USA
1974 83 mins
OV English
Special book launch event for Kier-La Janisse’s years-in-the-making COCKFIGHT: A FABLE OF FAILURE (Spectacular Optical Publications). Copies will be available for purchase and signing 30-min in advance of the screening. Click here for book details - https://www.spectacularoptical.ca/store/product/cockfight
“A very special film. A glorious and often forgotten gem of the Hollywood New Wave”
– JJ McDermott, MOMENTARY CINEMA
“Hellman embraces, with visual nuance, a world of back roads and forests, grim motels and ramshackle arenas, and he approaches the intricacies of the subculture... with a cool Hemingwayesque moralism”

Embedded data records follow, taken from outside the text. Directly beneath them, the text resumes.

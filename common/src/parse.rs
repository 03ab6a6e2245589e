use std::{
    fs, io,
    path::{Path, PathBuf},
};

use regex::Regex;
use serde::{Deserialize, Serialize};
use thiserror::Error;
use tracing::{debug, warn};

use crate::{
    config::default_categories,
    times::{ExecutionTimes, fit_values},
};

#[derive(Debug, Error)]
pub enum ParseError {
    #[error("input file not found: {}", path.display())]
    NotFound { path: PathBuf },
    #[error("failed to read {}", path.display())]
    Io {
        path: PathBuf,
        #[source]
        source: io::Error,
    },
    #[error("invalid line pattern")]
    Pattern(#[from] regex::Error),
}

/// How a line of the execution times log is turned into a record
#[derive(Debug, Default, Clone, Copy, PartialEq, Eq, Serialize, Deserialize)]
pub enum ParseStrategy {
    /// Split on `" - "`, then read the token after every category label
    #[default]
    TokenSplit,
    /// Match the whole line against a fixed pattern built from the categories
    PatternMatch,
}

/// What [`ParseStrategy::TokenSplit`] does with a record of the wrong length
#[derive(Debug, Default, Clone, Copy, PartialEq, Eq, Serialize, Deserialize)]
pub enum ShortRecordPolicy {
    #[default]
    Drop,
    Pad,
}

#[derive(Debug, Clone, PartialEq)]
pub struct ParseOptions {
    pub strategy: ParseStrategy,
    pub categories: Vec<String>,
    pub skip_header: bool,
    pub short_records: ShortRecordPolicy,
}

impl Default for ParseOptions {
    fn default() -> Self {
        Self {
            strategy: ParseStrategy::default(),
            categories: default_categories(),
            skip_header: true,
            short_records: ShortRecordPolicy::default(),
        }
    }
}

/// Reads `path` and extracts the execution times it contains.
///
/// Only reading the file can fail; malformed lines are skipped.
pub fn parse(path: &Path, options: &ParseOptions) -> Result<ExecutionTimes, ParseError> {
    let content = fs::read_to_string(path).map_err(|source| match source.kind() {
        io::ErrorKind::NotFound => ParseError::NotFound {
            path: path.to_owned(),
        },
        _ => ParseError::Io {
            path: path.to_owned(),
            source,
        },
    })?;
    debug!("Read {} bytes from {}", content.len(), path.display());
    parse_str(&content, options)
}

pub fn parse_str(content: &str, options: &ParseOptions) -> Result<ExecutionTimes, ParseError> {
    let times = match options.strategy {
        ParseStrategy::TokenSplit => parse_token_split(content, options),
        ParseStrategy::PatternMatch => parse_pattern_match(content, &options.categories)?,
    };
    debug!("Parsed {} methods", times.len());
    Ok(times)
}

fn parse_token_split(content: &str, options: &ParseOptions) -> ExecutionTimes {
    let expected = options.categories.len();
    let mut times = ExecutionTimes::new();

    for line in content.lines().skip(usize::from(options.skip_header)) {
        let parts: Vec<&str> = line.trim().split(" - ").collect();
        if parts.len() < 2 {
            continue;
        }

        let method = parts[0].trim();
        if method.is_empty() {
            debug!("Skipping line without method name: {line:?}");
            continue;
        }

        // Values follow their labels: "Matrix: 32 Merge: 123 Primes: 28"
        let mut values: Vec<i64> = parts[1]
            .split_whitespace()
            .skip(1)
            .step_by(2)
            .map(|token| token.parse().unwrap_or(0))
            .collect();

        if values.len() != expected {
            match options.short_records {
                ShortRecordPolicy::Pad if !values.is_empty() => {
                    warn!(
                        "{method} has {} values instead of {expected}",
                        values.len()
                    );
                    fit_values(&mut values, expected);
                }
                _ => {
                    debug!(
                        "Dropping {method}: {} values instead of {expected}",
                        values.len()
                    );
                    continue;
                }
            }
        }
        times.insert(method, values);
    }
    times
}

fn line_pattern(categories: &[String]) -> Result<Regex, regex::Error> {
    let fields = categories
        .iter()
        .map(|category| format!(r"{}: (\d+)", regex::escape(category)))
        .collect::<Vec<_>>()
        .join(" ");
    Regex::new(&format!(r"^\s*(\w[\w\s-]*?) - {fields}\s*$"))
}

fn parse_pattern_match(content: &str, categories: &[String]) -> Result<ExecutionTimes, ParseError> {
    let re = line_pattern(categories)?;
    let mut times = ExecutionTimes::new();

    for line in content.lines() {
        let Some(cap) = re.captures(line) else {
            continue;
        };
        let values: Option<Vec<i64>> = cap
            .iter()
            .skip(2)
            .map(|m| m.and_then(|m| m.as_str().parse().ok()))
            .collect();
        match values {
            Some(values) => times.insert(cap[1].trim(), values),
            None => debug!("Dropping out of range values: {line:?}"),
        }
    }
    Ok(times)
}

#[cfg(test)]
mod tests {
    use super::*;
    use pretty_assertions::assert_eq;

    const LOG: &str = "\
Method - Results
Round-Robin - Matrix: 32 Merge: 123 Primes: 28
Threads - Matrix: 40 Merge: 90 Primes: 31
Virtual Threads - Matrix: 25 Merge: 70 Primes: 19
";

    fn token_split() -> ParseOptions {
        ParseOptions::default()
    }

    fn pattern_match() -> ParseOptions {
        ParseOptions {
            strategy: ParseStrategy::PatternMatch,
            ..Default::default()
        }
    }

    fn entries(times: &ExecutionTimes) -> Vec<(String, Vec<i64>)> {
        times
            .iter()
            .map(|(m, v)| (m.to_owned(), v.to_vec()))
            .collect()
    }

    #[test]
    fn single_record() {
        let times = parse_str(
            "header\nRound-Robin - Matrix: 32 Merge: 123 Primes: 28\n",
            &token_split(),
        )
        .unwrap();
        assert_eq!(
            entries(&times),
            vec![("Round-Robin".to_owned(), vec![32, 123, 28])]
        );
    }

    #[test]
    fn both_strategies_agree_on_well_formed_log() {
        let expected = vec![
            ("Round-Robin".to_owned(), vec![32, 123, 28]),
            ("Threads".to_owned(), vec![40, 90, 31]),
            ("Virtual Threads".to_owned(), vec![25, 70, 19]),
        ];
        assert_eq!(entries(&parse_str(LOG, &token_split()).unwrap()), expected);
        assert_eq!(entries(&parse_str(LOG, &pattern_match()).unwrap()), expected);
    }

    #[test]
    fn token_split_drops_short_records() {
        let times = parse_str(
            "Method - Results\nThreads - Matrix: 40 Merge: 90\n",
            &token_split(),
        )
        .unwrap();
        assert!(times.is_empty());
    }

    #[test]
    fn token_split_keeps_other_records_when_dropping() {
        let log = "Method - Results\nThreads - Matrix: 40 Merge: 90\nRound-Robin - Matrix: 1 Merge: 2 Primes: 3\n";
        let times = parse_str(log, &token_split()).unwrap();
        assert_eq!(times.methods().collect::<Vec<_>>(), ["Round-Robin"]);
    }

    #[test]
    fn token_split_zeroes_unparsable_values() {
        let times = parse_str(
            "header\nThreads - Matrix: 40 Merge: n/a Primes: 12ms\n",
            &token_split(),
        )
        .unwrap();
        assert_eq!(times.get("Threads"), Some(&[40, 0, 0][..]));
    }

    #[test]
    fn token_split_pads_when_configured() {
        let options = ParseOptions {
            short_records: ShortRecordPolicy::Pad,
            ..Default::default()
        };
        let times = parse_str("header\nThreads - Matrix: 40 Merge: 90\n", &options).unwrap();
        assert_eq!(times.get("Threads"), Some(&[40, 90, 0][..]));
    }

    #[test]
    fn padding_never_turns_a_header_into_a_method() {
        let options = ParseOptions {
            short_records: ShortRecordPolicy::Pad,
            skip_header: false,
            ..Default::default()
        };
        let times = parse_str("Method - Results\n", &options).unwrap();
        assert!(times.is_empty());
    }

    #[test]
    fn token_split_skips_first_line_only_when_asked() {
        let line = "Round-Robin - Matrix: 32 Merge: 123 Primes: 28\n";
        assert!(parse_str(line, &token_split()).unwrap().is_empty());

        let options = ParseOptions {
            skip_header: false,
            ..Default::default()
        };
        assert_eq!(parse_str(line, &options).unwrap().len(), 1);
    }

    #[test]
    fn empty_and_header_only_input() {
        for content in ["", "Method - Results\n", "\n\n\n"] {
            assert!(parse_str(content, &token_split()).unwrap().is_empty());
            assert!(parse_str(content, &pattern_match()).unwrap().is_empty());
        }
    }

    #[test]
    fn malformed_lines_are_skipped() {
        let log = "header\nno separator here\n\n - Matrix: 1 Merge: 2 Primes: 3\nThreads - Matrix: 1 Merge: 2 Primes: 3\n";
        let times = parse_str(log, &token_split()).unwrap();
        assert_eq!(times.methods().collect::<Vec<_>>(), ["Threads"]);
    }

    #[test]
    fn pattern_match_requires_the_full_shape() {
        let log = "\
Threads - Matrix: 40 Merge: 90
Round-Robin - Matrix: 32 Merge: x Primes: 28
Virtual Threads - Matrix: 25 Merge: 70 Primes: 19 trailing
Fibers - Matrix: 1 Merge: 2 Primes: 3
";
        let times = parse_str(log, &pattern_match()).unwrap();
        assert_eq!(entries(&times), vec![("Fibers".to_owned(), vec![1, 2, 3])]);
    }

    #[test]
    fn pattern_match_drops_overflowing_values() {
        let log = "Threads - Matrix: 99999999999999999999 Merge: 1 Primes: 2\n";
        assert!(parse_str(log, &pattern_match()).unwrap().is_empty());
    }

    #[test]
    fn custom_categories() {
        let options = ParseOptions {
            categories: vec!["Sort".to_owned(), "Hash (x2)".to_owned()],
            ..Default::default()
        };
        let log = "header\nThreads - Sort: 5 Hash (x2): 7\n";
        assert_eq!(
            parse_str(log, &options).unwrap().get("Threads"),
            Some(&[5, 0][..]),
            "token split reads every second token"
        );

        let options = ParseOptions {
            strategy: ParseStrategy::PatternMatch,
            ..options
        };
        assert_eq!(
            parse_str(log, &options).unwrap().get("Threads"),
            Some(&[5, 7][..])
        );
    }

    #[test]
    fn missing_file_is_reported_by_path() {
        let err = parse(Path::new("does/not/exist.txt"), &token_split()).unwrap_err();
        assert!(matches!(err, ParseError::NotFound { .. }));
        assert_eq!(err.to_string(), "input file not found: does/not/exist.txt");
    }
}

– Richard Brody, THE NEW YORKER
Frank Mansfield (Warren Oates) has a singular obsession. He is a professional cockfighter, who breeds, conditions, and fights pedigreed roosters in service to an ancient underground bloodsport. But after shooting his mouth off, he loses his prize cock in a late-night drunken hack, immediately before he is poised to win a decisive tournament. As a result, he determines to take a vow of silence until he can win the Cockfighter of the Year Award. He teams up with former Madison Avenue ad man Omar Baradinsky (Richard B. Shull), and they make a partnership for the season, hustling their way through the cockfighting circuit alongside a colourful cast of characters who make their living like Frank does, all building up to the annual Milledgeville Southern Conference Tournament where Frank will get his long-awaited second chance at winning the medal.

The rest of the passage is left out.